The study tracked workers in a Mexican factory, where they did exactly the same tasks every day, with virtually zero chances for learning new skills, developing professionally, or being promoted. Everyone was paid the same, regardless of performance. So there was no extrinsic motivation at all, other than keeping one’s job.

A third kind of motivation was then discovered, which scientists called “family motivation.” Workers who agreed more with statements such as “I care about supporting my family” or “It is important for me to do good for my family” were more energized and performed better, although they didn’t have any additional external or internal incentive to do so.

The great thing about this kind of driver is that it’s independent of the company one works for or the situation. It taps into something even deeper—if you don’t want to do something for your own sake, then do it for the people you care for.

And this is a powerful motive, as many can probably attest to this.

Final Thoughts

Frederick Herzberg, the American psychologist who developed what’s perhaps still today the most famous theory of motivation, in his renowned article from 1968 (which sold a modest 1.2 million reprints and it the most requested article from Harvard Business Review One More Time, How Do You Motivate Employees? wrote:

“If I kick my dog, he will move. And when I want him to move again, what must I do? I must kick him again. Similarly, I can charge a person’s battery, and then recharge it, and recharge it again. But it is only when one has a generator of one’s own that we can talk about motivation. One then needs no outside stimulation. One wants to do it.”

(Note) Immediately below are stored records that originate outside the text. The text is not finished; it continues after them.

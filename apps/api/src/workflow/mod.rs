//! The evaluation workflow: state model, extraction layer, step executors
//! and the orchestration engine.

pub mod engine;
pub mod extract;
pub mod nodes;
pub mod prompts;
pub mod state;

use thiserror::Error;

use crate::docload::DocumentLoadError;

/// Failure taxonomy for a run. Whether a given error aborts the run or
/// degrades to a default-plus-warning is decided per step by the engine.
#[derive(Debug, Error)]
pub enum WorkflowError {
    #[error("document load failed: {0}")]
    DocumentLoad(#[from] DocumentLoadError),

    #[error("model invocation failed during {step}: {message}")]
    ModelInvocation { step: &'static str, message: String },

    #[error("response validation failed during {step} after {attempts} attempts: {message}")]
    ResponseValidation {
        step: &'static str,
        attempts: u32,
        message: String,
    },

    #[error("external fetch failed: {0}")]
    ExternalFetch(String),

    #[error("router consulted before resume parsing completed")]
    RouterInvariant,
}
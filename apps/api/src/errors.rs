use axum::{
    http::StatusCode,
    response::{IntoResponse, Response},
    Json,
};
use serde_json::json;
use thiserror::Error;

use crate::workflow::WorkflowError;

/// Application-level error type.
/// Implements `IntoResponse` so Axum handlers can return `Result<T, AppError>`.
#[derive(Debug, Error)]
pub enum AppError {
    #[error("Validation error: {0}")]
    Validation(String),

    #[error("Unprocessable entity: {0}")]
    UnprocessableEntity(String),

    #[error("Workflow error: {0}")]
    Workflow(#[from] WorkflowError),

    #[error("Internal server error: {0}")]
    Internal(#[from] anyhow::Error),
}

impl IntoResponse for AppError {
    fn into_response(self) -> Response {
        let (status, code, message) = match &self {
            AppError::Validation(msg) => (StatusCode::BAD_REQUEST, "VALIDATION_ERROR", msg.clone()),
            AppError::UnprocessableEntity(msg) => (
                StatusCode::UNPROCESSABLE_ENTITY,
                "UNPROCESSABLE_ENTITY",
                msg.clone(),
            ),
            AppError::Workflow(e) => match e {
                // The caller sent a document we could not read.
                WorkflowError::DocumentLoad(inner) => (
                    StatusCode::UNPROCESSABLE_ENTITY,
                    "DOCUMENT_UNREADABLE",
                    inner.to_string(),
                ),
                other => {
                    tracing::error!("Workflow error: {other}");
                    (
                        StatusCode::INTERNAL_SERVER_ERROR,
                        "EVALUATION_FAILED",
                        "The evaluation could not be completed".to_string(),
                    )
                }
            },
            AppError::Internal(e) => {
                tracing::error!("Internal error: {e:?}");
                (
                    StatusCode::INTERNAL_SERVER_ERROR,
                    "INTERNAL_ERROR",
                    "An internal server error occurred".to_string(),
                )
            }
        };

        let body = Json(json!({
            "error": {
                "code": code,
                "message": message
            }
        }));

        (status, body).into_response()
    }
}
//! Job supervision and retention configuration.

use serde::{Deserialize, Serialize};

/// Settings governing asynchronous job execution.
#[derive(Debug, Clone, Serialize, Deserialize)]
pub struct JobsConfig {
    /// Hard deadline in seconds after which the watchdog kills a running job.
    #[serde(default = "default_deadline")]
    pub deadline_seconds: u64,
    /// Interval in seconds between watchdog polls of the job record.
    #[serde(default = "default_watchdog_poll")]
    pub watchdog_poll_seconds: u64,
    /// Retention of finished job records and artifacts, in hours.
    #[serde(default = "default_retention")]
    pub retention_hours: u64,
    /// Retention of failed job records and artifacts, in hours.
    #[serde(default = "default_failed_retention")]
    pub failed_retention_hours: u64,
    /// How many times a cancellation request polls for the worker handle.
    #[serde(default = "default_cancel_poll_attempts")]
    pub cancel_poll_attempts: u32,
    /// Delay in milliseconds between cancellation polls.
    #[serde(default = "default_cancel_poll_millis")]
    pub cancel_poll_millis: u64,
}

impl Default for JobsConfig {
    fn default() -> Self {
        Self {
            deadline_seconds: default_deadline(),
            watchdog_poll_seconds: default_watchdog_poll(),
            retention_hours: default_retention(),
            failed_retention_hours: default_failed_retention(),
            cancel_poll_attempts: default_cancel_poll_attempts(),
            cancel_poll_millis: default_cancel_poll_millis(),
        }
    }
}

fn default_deadline() -> u64 {
    3600
}

fn default_watchdog_poll() -> u64 {
    1
}

fn default_retention() -> u64 {
    // Five days.
    120
}

fn default_failed_retention() -> u64 {
    1
}

fn default_cancel_poll_attempts() -> u32 {
    25
}

fn default_cancel_poll_millis() -> u64 {
    200
}
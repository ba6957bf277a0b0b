//! Maps domain `AppError` to HTTP responses.

use axum::Json;
use axum::http::StatusCode;
use axum::response::{IntoResponse, Response};
use serde::{Deserialize, Serialize};

use porter_core::error::{AppError, ErrorKind};

/// Standard API error response body.
#[derive(Debug, Clone, Serialize, Deserialize)]
pub struct ApiErrorResponse {
    /// Machine-readable error code.
    pub error: String,
    /// Human-readable message.
    pub message: String,
}

/// Response-side wrapper around [`AppError`].
///
/// Handlers return `Result<_, ApiError>` so `?` works on any `AppResult`.
#[derive(Debug)]
pub struct ApiError(pub AppError);

impl From<AppError> for ApiError {
    fn from(err: AppError) -> Self {
        Self(err)
    }
}

impl IntoResponse for ApiError {
    fn into_response(self) -> Response {
        let err = self.0;
        if matches!(
            err.kind,
            ErrorKind::Internal | ErrorKind::Storage | ErrorKind::Serialization
        ) {
            tracing::error!(kind = %err.kind, "Internal server error: {}", err.message);
        }

        // 499 and other nonstandard codes are valid status codes even
        // though StatusCode has no named constant for them.
        let status = StatusCode::from_u16(err.status_code())
            .unwrap_or(StatusCode::INTERNAL_SERVER_ERROR);
        let body = ApiErrorResponse {
            error: err.kind.to_string(),
            message: err.message,
        };
        (status, Json(body)).into_response()
    }
}

#[cfg(test)]
mod tests {
    use super::*;

    #[test]
    fn test_target_passthrough_status() {
        let response = ApiError(AppError::target("Token is invalid", 401)).into_response();
        assert_eq!(response.status(), StatusCode::UNAUTHORIZED);
    }

    #[test]
    fn test_cancelled_maps_to_499() {
        let response = ApiError(AppError::cancelled("stopped")).into_response();
        assert_eq!(response.status().as_u16(), 499);
    }

    #[test]
    fn test_invalid_ticket_maps_to_404() {
        let response = ApiError(AppError::invalid_ticket("no such job")).into_response();
        assert_eq!(response.status(), StatusCode::NOT_FOUND);
    }
}
//! Shared test helpers for integration tests.

use std::fs;
use std::path::{Path, PathBuf};

use axum::Router;
use axum::body::Body;
use http::{Request, StatusCode};
use serde_json::Value;
use tempfile::TempDir;
use tower::ServiceExt;

use porter_api::{AppState, build_router};
use porter_core::config::AppConfig;
use porter_core::config::jobs::JobsConfig;
use porter_core::config::logging::LoggingConfig;
use porter_core::config::storage::StorageConfig;
use porter_core::config::targets::TargetDefinition;

/// Test application context: the router plus the roots of the registered
/// localdir targets.
pub struct TestApp {
    /// The Axum router for making test requests.
    pub router: Router,
    /// Root of the `src` target.
    pub source_root: PathBuf,
    /// Root of the `dst` target.
    pub dest_root: PathBuf,
    /// Root of the flat `vault` target.
    pub vault_root: PathBuf,
    _tmp: TempDir,
}

impl TestApp {
    /// Create a test application with four localdir targets: `src` and
    /// `dst` with full capabilities, a download-only `archive`, and a
    /// flat `vault` that cannot hold directory trees.
    pub fn new() -> Self {
        let tmp = tempfile::tempdir().expect("Failed to create temp dir");
        let source_root = tmp.path().join("src");
        let dest_root = tmp.path().join("dst");
        let archive_root = tmp.path().join("archive");
        let vault_root = tmp.path().join("vault");
        fs::create_dir_all(&source_root).expect("Failed to create source root");
        fs::create_dir_all(&dest_root).expect("Failed to create dest root");
        fs::create_dir_all(&archive_root).expect("Failed to create archive root");
        fs::create_dir_all(&vault_root).expect("Failed to create vault root");

        let config = AppConfig {
            server: serde_json::from_value(serde_json::json!({}))
                .expect("Failed to build server defaults"),
            jobs: JobsConfig {
                cancel_poll_attempts: 10,
                cancel_poll_millis: 10,
                ..JobsConfig::default()
            },
            storage: StorageConfig {
                data_root: tmp.path().join("work").display().to_string(),
            },
            targets: vec![
                target_definition("src", &source_root, true, true, true),
                target_definition("dst", &dest_root, true, true, true),
                target_definition("archive", &archive_root, true, false, true),
                target_definition("vault", &vault_root, true, true, false),
            ],
            logging: LoggingConfig::default(),
        };

        let state = AppState::from_config(config).expect("Failed to build state");
        Self {
            router: build_router(state),
            source_root,
            dest_root,
            vault_root,
            _tmp: tmp,
        }
    }

    /// Seed the `src` target with a small project.
    pub fn seed_source_project(&self) {
        fs::create_dir_all(self.source_root.join("project/docs")).expect("Failed to mkdir");
        fs::write(self.source_root.join("project/readme.txt"), b"hello")
            .expect("Failed to write");
        fs::write(self.source_root.join("project/docs/a.txt"), b"alpha")
            .expect("Failed to write");
    }

    /// Send a request and parse the response body as JSON where possible.
    pub async fn send(
        &self,
        method: &str,
        path: &str,
        headers: &[(&str, &str)],
        content_type: Option<&str>,
        body: Vec<u8>,
    ) -> TestResponse {
        let mut req = Request::builder().method(method).uri(path);
        if let Some(content_type) = content_type {
            req = req.header("Content-Type", content_type);
        }
        for (name, value) in headers {
            req = req.header(*name, *value);
        }
        let req = req.body(Body::from(body)).expect("Failed to build request");

        let response = self
            .router
            .clone()
            .oneshot(req)
            .await
            .expect("Failed to send request");

        let status = response.status();
        let raw = axum::body::to_bytes(response.into_body(), 64 * 1024 * 1024)
            .await
            .expect("Failed to read body")
            .to_vec();
        let body: Value = serde_json::from_slice(&raw).unwrap_or(Value::Null);

        TestResponse { status, body, raw }
    }

    /// JSON request shorthand.
    pub async fn request(
        &self,
        method: &str,
        path: &str,
        body: Option<Value>,
        headers: &[(&str, &str)],
    ) -> TestResponse {
        let bytes = body
            .map(|b| serde_json::to_vec(&b).expect("Failed to serialize body"))
            .unwrap_or_default();
        self.send(method, path, headers, Some("application/json"), bytes)
            .await
    }

    /// Poll a job until its record is terminal.
    pub async fn poll_until_terminal(
        &self,
        ticket: &str,
        headers: &[(&str, &str)],
    ) -> TestResponse {
        for _ in 0..500 {
            let response = self
                .request("GET", &format!("/api/jobs/{ticket}"), None, headers)
                .await;
            if response.status != StatusCode::ACCEPTED {
                return response;
            }
            tokio::time::sleep(std::time::Duration::from_millis(10)).await;
        }
        panic!("Job '{ticket}' never reached a terminal state");
    }
}

fn target_definition(
    name: &str,
    root: &Path,
    allow_download: bool,
    allow_upload: bool,
    nested_hierarchy: bool,
) -> TargetDefinition {
    TargetDefinition {
        name: name.to_string(),
        kind: "localdir".to_string(),
        root: root.display().to_string(),
        nested_hierarchy,
        allow_download,
        allow_upload,
    }
}

/// Build a `multipart/form-data` body holding one `file` part.
pub fn multipart_body(file_bytes: &[u8]) -> (String, Vec<u8>) {
    let boundary = "porter-test-boundary";
    let mut body = Vec::new();
    body.extend_from_slice(
        format!(
            "--{boundary}\r\nContent-Disposition: form-data; name=\"file\"; \
             filename=\"bag.zip\"\r\nContent-Type: application/zip\r\n\r\n"
        )
        .as_bytes(),
    );
    body.extend_from_slice(file_bytes);
    body.extend_from_slice(format!("\r\n--{boundary}--\r\n").as_bytes());
    (format!("multipart/form-data; boundary={boundary}"), body)
}

/// Response from a test request.
#[derive(Debug)]
pub struct TestResponse {
    /// HTTP status code.
    pub status: StatusCode,
    /// Parsed JSON body (`Null` when the body is not JSON).
    pub body: Value,
    /// Raw body bytes.
    pub raw: Vec<u8>,
}
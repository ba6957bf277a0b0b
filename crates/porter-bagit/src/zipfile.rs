//! Zip container serialization for bags.

use std::fs;
use std::io;
use std::path::Path;

use zip::ZipArchive;
use zip::ZipWriter;
use zip::write::SimpleFileOptions;

use porter_core::error::AppError;
use porter_core::result::AppResult;

use crate::bag::{to_slash_path, walk_files};

/// Serialize the directory tree at `src_dir` into a zip file at `zip_path`.
///
/// Entry names are relative to `src_dir` with forward slashes.
pub fn zip_dir(src_dir: &Path, zip_path: &Path) -> AppResult<()> {
    if let Some(parent) = zip_path.parent() {
        fs::create_dir_all(parent)?;
    }
    let file = fs::File::create(zip_path)?;
    let mut writer = ZipWriter::new(file);
    let options = SimpleFileOptions::default();

    for path in walk_files(src_dir)? {
        let relative = path
            .strip_prefix(src_dir)
            .map_err(|_| AppError::internal("Zip entry escaped the source directory"))?;
        writer
            .start_file(to_slash_path(relative), options)
            .map_err(|e| AppError::storage(format!("Zip write error: {e}")))?;
        let mut source = fs::File::open(&path)?;
        io::copy(&mut source, &mut writer)?;
    }

    writer
        .finish()
        .map_err(|e| AppError::storage(format!("Zip finalize error: {e}")))?;
    Ok(())
}

/// Extract the zip at `zip_path` into `target_dir`.
///
/// Rejects entries whose names would escape `target_dir`.
pub fn extract_zip(zip_path: &Path, target_dir: &Path) -> AppResult<()> {
    let file = fs::File::open(zip_path)?;
    let mut archive =
        ZipArchive::new(file).map_err(|e| AppError::structural(format!("Unreadable zip: {e}")))?;

    for i in 0..archive.len() {
        let mut entry = archive
            .by_index(i)
            .map_err(|e| AppError::structural(format!("Unreadable zip entry: {e}")))?;
        let entry_path = match entry.enclosed_name() {
            Some(path) => target_dir.join(path),
            None => {
                return Err(AppError::structural(
                    "Zip entry path traversal detected",
                ));
            }
        };

        if entry.is_dir() {
            fs::create_dir_all(&entry_path)?;
            continue;
        }

        if let Some(parent) = entry_path.parent() {
            fs::create_dir_all(parent)?;
        }
        let mut outfile = fs::File::create(&entry_path)?;
        io::copy(&mut entry, &mut outfile)?;
    }
    Ok(())
}

#[cfg(test)]
mod tests {
    use super::*;
    use crate::bag::Bag;
    use crate::validate::validate;

    #[test]
    fn test_bag_survives_zip_round_trip() {
        let tmp = tempfile::tempdir().expect("tempdir");
        let source = tmp.path().join("source");
        fs::create_dir_all(source.join("inner")).expect("mkdir");
        fs::write(source.join("a.txt"), b"alpha").expect("write");
        fs::write(source.join("inner/b.txt"), b"bravo").expect("write");

        let bag = Bag::pack(&source, &tmp.path().join("bag")).expect("pack");
        let zip_path = tmp.path().join("bag.zip");
        bag.into_zip(&zip_path).expect("zip");

        let extracted = tmp.path().join("extracted");
        extract_zip(&zip_path, &extracted).expect("extract");

        let reopened = Bag::open(&extracted).expect("open");
        let report = validate(&reopened).expect("validate");
        assert!(report.is_valid(), "issues: {:?}", report.issues);
    }
}
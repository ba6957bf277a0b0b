//! Job orchestration: the ticket-keyed record store, the worker
//! supervisor, and the watchdog that enforces the server-side deadline.

pub mod store;
pub mod supervisor;
pub mod watchdog;

pub use store::JobStore;
pub use supervisor::{JobOutcome, WorkerSupervisor};
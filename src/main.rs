//! Porter Server — asynchronous file transfers between storage targets.
//!
//! Main entry point that wires all crates together and starts the server.

use tracing_subscriber::{EnvFilter, fmt};

use porter_api::AppState;
use porter_core::config::AppConfig;
use porter_core::error::AppError;

#[tokio::main]
async fn main() {
    let env = std::env::var("PORTER_ENV").unwrap_or_else(|_| "development".to_string());
    let config = match AppConfig::load(&env) {
        Ok(config) => config,
        Err(e) => {
            eprintln!("Failed to load configuration: {e}");
            std::process::exit(1);
        }
    };

    init_logging(&config);

    if let Err(e) = run(config).await {
        tracing::error!("Server error: {e}");
        std::process::exit(1);
    }
}

/// Initialize tracing/logging
fn init_logging(config: &AppConfig) {
    let filter =
        EnvFilter::try_from_default_env().unwrap_or_else(|_| EnvFilter::new(&config.logging.level));

    match config.logging.format.as_str() {
        "json" => {
            fmt()
                .json()
                .with_env_filter(filter)
                .with_target(true)
                .with_thread_ids(true)
                .init();
        }
        _ => {
            fmt().pretty().with_env_filter(filter).with_target(true).init();
        }
    }
}

/// Main server run function
async fn run(config: AppConfig) -> Result<(), AppError> {
    tracing::info!("Starting Porter v{}", env!("CARGO_PKG_VERSION"));

    tokio::fs::create_dir_all(&config.storage.data_root)
        .await
        .map_err(|e| {
            AppError::internal(format!(
                "Failed to create data root '{}': {e}",
                config.storage.data_root
            ))
        })?;

    let addr = format!("{}:{}", config.server.host, config.server.port);

    let state = AppState::from_config(config)?;
    tracing::info!(targets = ?state.registry.names(), "Targets registered");

    let app = porter_api::build_router(state);

    let listener = tokio::net::TcpListener::bind(&addr)
        .await
        .map_err(|e| AppError::internal(format!("Failed to bind {addr}: {e}")))?;
    tracing::info!("Porter server listening on {addr}");

    axum::serve(listener, app)
        .with_graceful_shutdown(async {
            shutdown_signal().await;
            tracing::info!("Shutdown signal received, starting graceful shutdown...");
        })
        .await
        .map_err(|e| AppError::internal(format!("Server error: {e}")))?;

    tracing::info!("Porter server shut down gracefully");
    Ok(())
}

/// Wait for shutdown signal (Ctrl+C or SIGTERM)
async fn shutdown_signal() {
    let ctrl_c = async {
        tokio::signal::ctrl_c()
            .await
            .expect("Failed to install Ctrl+C handler");
    };

    #[cfg(unix)]
    let terminate = async {
        tokio::signal::unix::signal(tokio::signal::unix::SignalKind::terminate())
            .expect("Failed to install SIGTERM handler")
            .recv()
            .await;
    };

    #[cfg(not(unix))]
    let terminate = std::future::pending::<()>();

    tokio::select! {
        _ = ctrl_c => {},
        _ = terminate => {},
    }
}
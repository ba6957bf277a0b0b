//! Domain types shared across Porter crates.

pub mod fixity;
pub mod job;
pub mod ticket;

pub use fixity::{FixityResult, HashAlgorithm};
pub use job::{JobKind, JobRecord, JobStatus, PhaseRecord};
pub use ticket::{Ticket, token_digest};
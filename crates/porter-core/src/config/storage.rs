//! Working-directory configuration.

use serde::{Deserialize, Serialize};

/// Filesystem settings for per-ticket working directories.
#[derive(Debug, Clone, Serialize, Deserialize)]
pub struct StorageConfig {
    /// Root directory under which all ticket workdirs are created.
    #[serde(default = "default_data_root")]
    pub data_root: String,
}

impl Default for StorageConfig {
    fn default() -> Self {
        Self {
            data_root: default_data_root(),
        }
    }
}

fn default_data_root() -> String {
    "./data".to_string()
}
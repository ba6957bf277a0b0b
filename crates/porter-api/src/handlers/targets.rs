//! Target browsing endpoints.

use axum::Json;
use axum::extract::{Path, State};
use axum::http::HeaderMap;

use porter_core::traits::ResourceSummary;
use porter_targets::TargetAction;

use crate::error::ApiError;
use crate::extract::{TOKEN_HEADER, require_token};
use crate::state::AppState;

/// `GET /api/targets/{target}/resources`
pub async fn list_resources(
    State(state): State<AppState>,
    Path(target): Path<String>,
    headers: HeaderMap,
) -> Result<Json<Vec<ResourceSummary>>, ApiError> {
    let token = require_token(&headers, TOKEN_HEADER)?;
    let adapter = state.registry.get_for(&target, TargetAction::Download)?;
    Ok(Json(adapter.fetch_resources(&token).await?))
}

/// `GET /api/targets/{target}/resources/{resource_id}`
pub async fn get_resource(
    State(state): State<AppState>,
    Path((target, resource_id)): Path<(String, String)>,
    headers: HeaderMap,
) -> Result<Json<ResourceSummary>, ApiError> {
    let token = require_token(&headers, TOKEN_HEADER)?;
    let adapter = state.registry.get_for(&target, TargetAction::Download)?;
    Ok(Json(adapter.fetch_resource(&token, &resource_id).await?))
}
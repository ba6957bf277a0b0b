//! Integration tests for the download flow.

mod helpers;

use http::StatusCode;

use porter_bagit::{Bag, extract_zip, validate};

#[tokio::test]
async fn test_download_produces_valid_bag() {
    let app = helpers::TestApp::new();
    app.seed_source_project();
    let headers = [("porter-token", "alice-token")];

    let created = app
        .request(
            "POST",
            "/api/targets/src/resources/project/download",
            None,
            &headers,
        )
        .await;
    assert_eq!(created.status, StatusCode::ACCEPTED);
    let ticket = created.body["ticket_number"].as_str().expect("ticket").to_string();
    assert_eq!(
        created.body["job_link"].as_str().expect("job link"),
        format!("/api/jobs/{ticket}")
    );

    let done = app.poll_until_terminal(&ticket, &headers).await;
    assert_eq!(done.status, StatusCode::OK);
    assert_eq!(done.body["message"], "Download successful.");
    assert_eq!(done.body["percent_complete"], 100);
    assert_eq!(done.body["result"]["failed_fixity"], serde_json::json!([]));

    let artifact = app
        .send(
            "GET",
            &format!("/api/jobs/{ticket}/download"),
            &headers,
            None,
            Vec::new(),
        )
        .await;
    assert_eq!(artifact.status, StatusCode::OK);

    // The served zip must be a valid bag.
    let tmp = tempfile::tempdir().expect("tempdir");
    let zip_path = tmp.path().join("bag.zip");
    std::fs::write(&zip_path, &artifact.raw).expect("write zip");
    let extracted = tmp.path().join("extracted");
    extract_zip(&zip_path, &extracted).expect("extract");
    let bag = Bag::open(&extracted).expect("open bag");
    let report = validate(&bag).expect("validate");
    assert!(report.is_valid(), "issues: {:?}", report.issues);
    assert!(bag.data_dir().join("project/readme.txt").is_file());
}

#[tokio::test]
async fn test_download_missing_resource_fails_with_target_code() {
    let app = helpers::TestApp::new();
    let headers = [("porter-token", "alice-token")];

    let created = app
        .request(
            "POST",
            "/api/targets/src/resources/missing/download",
            None,
            &headers,
        )
        .await;
    assert_eq!(created.status, StatusCode::ACCEPTED);
    let ticket = created.body["ticket_number"].as_str().expect("ticket").to_string();

    let done = app.poll_until_terminal(&ticket, &headers).await;
    assert_eq!(done.status, StatusCode::INTERNAL_SERVER_ERROR);
    assert_eq!(done.body["status"], "failed");
    assert_eq!(done.body["status_code"], 404);
}

#[tokio::test]
async fn test_unknown_target_is_rejected_synchronously() {
    let app = helpers::TestApp::new();
    let response = app
        .request(
            "POST",
            "/api/targets/nowhere/resources/project/download",
            None,
            &[("porter-token", "alice-token")],
        )
        .await;
    assert_eq!(response.status, StatusCode::NOT_FOUND);
}

#[tokio::test]
async fn test_missing_token_is_unauthorized() {
    let app = helpers::TestApp::new();
    let response = app
        .request(
            "POST",
            "/api/targets/src/resources/project/download",
            None,
            &[],
        )
        .await;
    assert_eq!(response.status, StatusCode::UNAUTHORIZED);
}

#[tokio::test]
async fn test_artifact_requires_finished_download() {
    let app = helpers::TestApp::new();
    app.seed_source_project();
    let headers = [("porter-token", "alice-token")];

    let created = app
        .request(
            "POST",
            "/api/targets/src/resources/project/download",
            None,
            &headers,
        )
        .await;
    let ticket = created.body["ticket_number"].as_str().expect("ticket").to_string();
    app.poll_until_terminal(&ticket, &headers).await;

    // Wrong token cannot fetch the artifact.
    let response = app
        .send(
            "GET",
            &format!("/api/jobs/{ticket}/download"),
            &[("porter-token", "wrong")],
            None,
            Vec::new(),
        )
        .await;
    assert_eq!(response.status, StatusCode::UNAUTHORIZED);
}
//! Convenience result type alias for Porter.

use crate::error::AppError;

/// A specialized `Result` type for Porter operations.
///
/// This is defined as a convenience so that every crate does not need to
/// write `Result<T, AppError>` explicitly.
pub type AppResult<T> = Result<T, AppError>;
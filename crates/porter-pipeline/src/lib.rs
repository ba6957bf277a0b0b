//! The three job pipelines: download, upload, and transfer.
//!
//! Each pipeline is an async work function handed to the worker
//! supervisor. Pipelines publish progress into the job record as they go
//! and return a [`porter_jobs::JobOutcome`] on success; every error path
//! propagates an `AppError` whose status code the supervisor persists on
//! the failed record.

pub mod download;
pub mod message;
pub mod metadata;
pub mod transfer;
pub mod upload;
pub mod workdir;

pub use download::DownloadJob;
pub use transfer::{TransferDestination, TransferJob, TransferSource};
pub use upload::UploadJob;
pub use workdir::{Workdir, Workdirs};
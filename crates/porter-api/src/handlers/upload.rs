//! Upload job creation.

use std::sync::Arc;

use axum::extract::{Multipart, Path, Query, State};
use axum::http::HeaderMap;
use axum::response::IntoResponse;
use bytes::Bytes;

use porter_core::error::AppError;
use porter_core::traits::DuplicatePolicy;
use porter_core::types::{JobKind, Ticket, token_digest};
use porter_pipeline::UploadJob;
use porter_targets::TargetAction;

use crate::dto::UploadParams;
use crate::error::ApiError;
use crate::extract::{TOKEN_HEADER, require_token};
use crate::handlers::start_job;
use crate::state::AppState;

/// `POST /api/targets/{target}/upload`
///
/// Multipart body with one `file` part holding the zipped bag. The whole
/// archive is buffered before the job is accepted: a client that
/// disconnects mid-upload never creates a job.
pub async fn start_upload(
    State(state): State<AppState>,
    Path(target): Path<String>,
    Query(params): Query<UploadParams>,
    headers: HeaderMap,
    multipart: Multipart,
) -> Result<impl IntoResponse, ApiError> {
    let token = require_token(&headers, TOKEN_HEADER)?;
    let adapter = state.registry.get_for(&target, TargetAction::Upload)?;
    let duplicate_policy = parse_policy(params.duplicate_policy.as_deref())?;
    let zip_bytes = read_bag_part(multipart).await?;

    let ticket = Ticket::for_upload(&token);
    let digest = token_digest(&token);
    let store = Arc::clone(&state.store);
    let job_ticket = ticket.clone();
    let resource_id = params.resource_id;

    start_job(&state, ticket, JobKind::Upload, digest, move |workdir| {
        UploadJob {
            store,
            workdir,
            adapter,
            token,
            resource_id,
            zip_bytes,
            duplicate_policy,
            ticket: job_ticket,
        }
        .run()
    })
    .await
}

pub(crate) fn parse_policy(raw: Option<&str>) -> Result<DuplicatePolicy, ApiError> {
    Ok(match raw {
        Some(raw) => raw.parse()?,
        None => DuplicatePolicy::Ignore,
    })
}

/// Pull the zipped bag out of the multipart body.
async fn read_bag_part(mut multipart: Multipart) -> Result<Bytes, ApiError> {
    while let Some(field) = multipart
        .next_field()
        .await
        .map_err(|e| AppError::validation(format!("Malformed multipart body: {e}")))?
    {
        if matches!(field.name(), Some("file") | Some("bag")) {
            let bytes = field
                .bytes()
                .await
                .map_err(|e| AppError::validation(format!("Failed to read the bag archive: {e}")))?;
            if bytes.is_empty() {
                return Err(AppError::validation("The bag archive is empty").into());
            }
            return Ok(bytes);
        }
    }
    Err(AppError::validation("The request is missing the bag archive").into())
}
//! BagIt-style packaging: a verifiable, content-addressed archive built
//! from a directory tree.
//!
//! A bag is a directory with a `data/` payload, per-file checksum
//! manifests (sha512 + legacy md5), and a `bag-info.txt` carrying the
//! Payload-Oxum (`total_bytes.total_files`) used to detect truncation or
//! injection independently of per-file hashes. [`validate`] recomputes
//! everything and classifies each deviation.

pub mod bag;
pub mod manifest;
pub mod validate;
pub mod zipfile;

pub use bag::Bag;
pub use manifest::{ManifestEntry, PayloadOxum};
pub use validate::{ValidationIssue, ValidationReport, validate};
pub use zipfile::{extract_zip, zip_dir};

Herzberg further explains that the so-called “hygiene factors” (salary, job security, benefits, vacation time, work conditions) don’t lead to fulfillment, nor motivation. What does, though, are the “motivators”—challenging work, opportunities for growth, achievement, greater responsibility, recognition, the work itself.

Herzberg realized it long ago…intrinsic motivation tips the scales when it comes to finding long-term happiness and satisfaction in everything we do, and to improving our overall well-being.

In the end, the next time when you need to give yourself a bit of a kick to get something done, remember to link it to a goal bigger than yourself, and preferably one that has non-material benefit.

And no, don’t say that you tried but it’s just impossible to find internal motivation. Remember the janitor at NASA?

Because once you find your internal generator, you will be truly unstoppable.